## What needs to be done
Find every line of the listing below where "Result" appears, and copy it.

Top of Provided records

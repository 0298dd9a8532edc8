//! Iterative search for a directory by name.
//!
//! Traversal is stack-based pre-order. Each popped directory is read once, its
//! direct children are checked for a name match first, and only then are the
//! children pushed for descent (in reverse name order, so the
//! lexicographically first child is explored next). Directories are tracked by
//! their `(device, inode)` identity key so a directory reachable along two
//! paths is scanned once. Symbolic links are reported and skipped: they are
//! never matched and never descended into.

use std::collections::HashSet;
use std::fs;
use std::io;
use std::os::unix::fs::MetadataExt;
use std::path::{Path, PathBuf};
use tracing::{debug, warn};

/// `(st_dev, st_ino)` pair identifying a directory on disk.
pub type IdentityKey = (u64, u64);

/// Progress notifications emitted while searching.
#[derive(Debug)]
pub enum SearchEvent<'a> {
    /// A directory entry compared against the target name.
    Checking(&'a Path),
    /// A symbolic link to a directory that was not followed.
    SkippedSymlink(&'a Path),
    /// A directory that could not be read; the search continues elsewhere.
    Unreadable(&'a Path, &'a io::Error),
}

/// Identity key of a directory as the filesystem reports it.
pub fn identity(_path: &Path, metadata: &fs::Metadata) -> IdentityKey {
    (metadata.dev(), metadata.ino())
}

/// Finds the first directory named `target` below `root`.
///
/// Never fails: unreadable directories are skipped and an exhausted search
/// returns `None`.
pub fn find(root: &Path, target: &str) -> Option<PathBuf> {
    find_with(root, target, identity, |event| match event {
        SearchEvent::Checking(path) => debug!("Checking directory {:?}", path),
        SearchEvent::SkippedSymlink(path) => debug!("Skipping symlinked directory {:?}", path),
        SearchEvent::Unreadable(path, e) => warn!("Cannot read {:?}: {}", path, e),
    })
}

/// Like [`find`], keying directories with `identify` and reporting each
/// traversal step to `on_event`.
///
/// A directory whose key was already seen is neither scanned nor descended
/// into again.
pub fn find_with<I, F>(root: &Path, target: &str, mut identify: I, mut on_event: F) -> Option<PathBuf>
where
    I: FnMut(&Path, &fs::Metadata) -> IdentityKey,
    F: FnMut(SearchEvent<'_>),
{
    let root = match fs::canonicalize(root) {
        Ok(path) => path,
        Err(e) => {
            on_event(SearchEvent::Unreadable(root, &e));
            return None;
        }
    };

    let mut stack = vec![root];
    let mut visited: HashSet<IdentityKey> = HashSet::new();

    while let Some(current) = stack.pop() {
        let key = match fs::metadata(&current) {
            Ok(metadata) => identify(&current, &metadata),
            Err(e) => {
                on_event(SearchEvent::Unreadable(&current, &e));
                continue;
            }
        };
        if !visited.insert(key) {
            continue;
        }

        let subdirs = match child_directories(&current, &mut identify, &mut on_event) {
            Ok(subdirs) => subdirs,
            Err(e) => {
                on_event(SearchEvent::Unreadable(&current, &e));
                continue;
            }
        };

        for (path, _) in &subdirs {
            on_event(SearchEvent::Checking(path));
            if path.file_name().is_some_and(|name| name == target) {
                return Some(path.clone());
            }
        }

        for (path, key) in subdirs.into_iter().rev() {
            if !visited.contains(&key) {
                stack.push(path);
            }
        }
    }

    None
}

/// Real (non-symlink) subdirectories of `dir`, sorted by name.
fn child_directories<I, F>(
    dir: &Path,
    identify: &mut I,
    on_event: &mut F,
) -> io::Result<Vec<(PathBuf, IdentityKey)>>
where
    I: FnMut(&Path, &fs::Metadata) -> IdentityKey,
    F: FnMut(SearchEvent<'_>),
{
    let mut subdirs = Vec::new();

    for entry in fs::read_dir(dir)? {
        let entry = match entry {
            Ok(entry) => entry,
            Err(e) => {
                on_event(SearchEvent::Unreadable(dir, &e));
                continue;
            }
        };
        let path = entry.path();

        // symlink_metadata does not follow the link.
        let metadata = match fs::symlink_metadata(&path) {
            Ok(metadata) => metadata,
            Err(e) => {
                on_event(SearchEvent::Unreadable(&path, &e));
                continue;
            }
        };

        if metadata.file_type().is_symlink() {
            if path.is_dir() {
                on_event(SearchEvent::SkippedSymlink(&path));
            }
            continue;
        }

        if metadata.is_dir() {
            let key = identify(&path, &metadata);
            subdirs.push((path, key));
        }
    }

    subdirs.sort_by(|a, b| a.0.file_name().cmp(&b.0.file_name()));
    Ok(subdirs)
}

Bottom of Provided records
Top of Provided records

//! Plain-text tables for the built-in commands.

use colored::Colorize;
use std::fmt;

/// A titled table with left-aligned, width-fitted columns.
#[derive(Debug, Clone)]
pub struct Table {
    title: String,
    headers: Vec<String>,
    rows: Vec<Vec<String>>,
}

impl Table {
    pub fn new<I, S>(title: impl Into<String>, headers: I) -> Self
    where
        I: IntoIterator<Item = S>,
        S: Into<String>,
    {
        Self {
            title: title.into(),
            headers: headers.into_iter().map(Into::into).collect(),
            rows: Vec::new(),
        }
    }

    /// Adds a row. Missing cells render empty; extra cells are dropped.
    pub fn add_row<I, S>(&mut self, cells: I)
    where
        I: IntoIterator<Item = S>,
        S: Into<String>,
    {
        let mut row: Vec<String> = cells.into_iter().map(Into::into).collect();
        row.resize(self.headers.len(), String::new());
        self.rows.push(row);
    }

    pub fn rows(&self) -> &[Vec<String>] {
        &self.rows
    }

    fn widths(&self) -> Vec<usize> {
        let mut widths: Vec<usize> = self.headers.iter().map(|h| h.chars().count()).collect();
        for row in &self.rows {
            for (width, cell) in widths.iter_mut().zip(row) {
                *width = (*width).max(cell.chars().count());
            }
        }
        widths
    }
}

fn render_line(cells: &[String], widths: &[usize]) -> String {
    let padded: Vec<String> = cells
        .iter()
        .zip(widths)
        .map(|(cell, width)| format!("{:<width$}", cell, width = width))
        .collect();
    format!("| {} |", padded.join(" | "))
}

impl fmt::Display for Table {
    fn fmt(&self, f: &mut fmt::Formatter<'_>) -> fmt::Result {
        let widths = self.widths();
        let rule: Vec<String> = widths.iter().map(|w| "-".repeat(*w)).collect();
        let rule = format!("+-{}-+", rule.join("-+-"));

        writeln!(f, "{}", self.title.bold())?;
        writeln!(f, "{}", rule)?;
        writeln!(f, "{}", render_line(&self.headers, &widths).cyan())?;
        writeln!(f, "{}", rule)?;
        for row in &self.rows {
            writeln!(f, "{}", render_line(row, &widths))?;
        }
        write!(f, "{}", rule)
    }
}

Bottom of Provided records

## Expected output
) -> io::Result<Vec<(PathBuf, IdentityKey)>>
    fn fmt(&self, f: &mut fmt::Formatter<'_>) -> fmt::Result {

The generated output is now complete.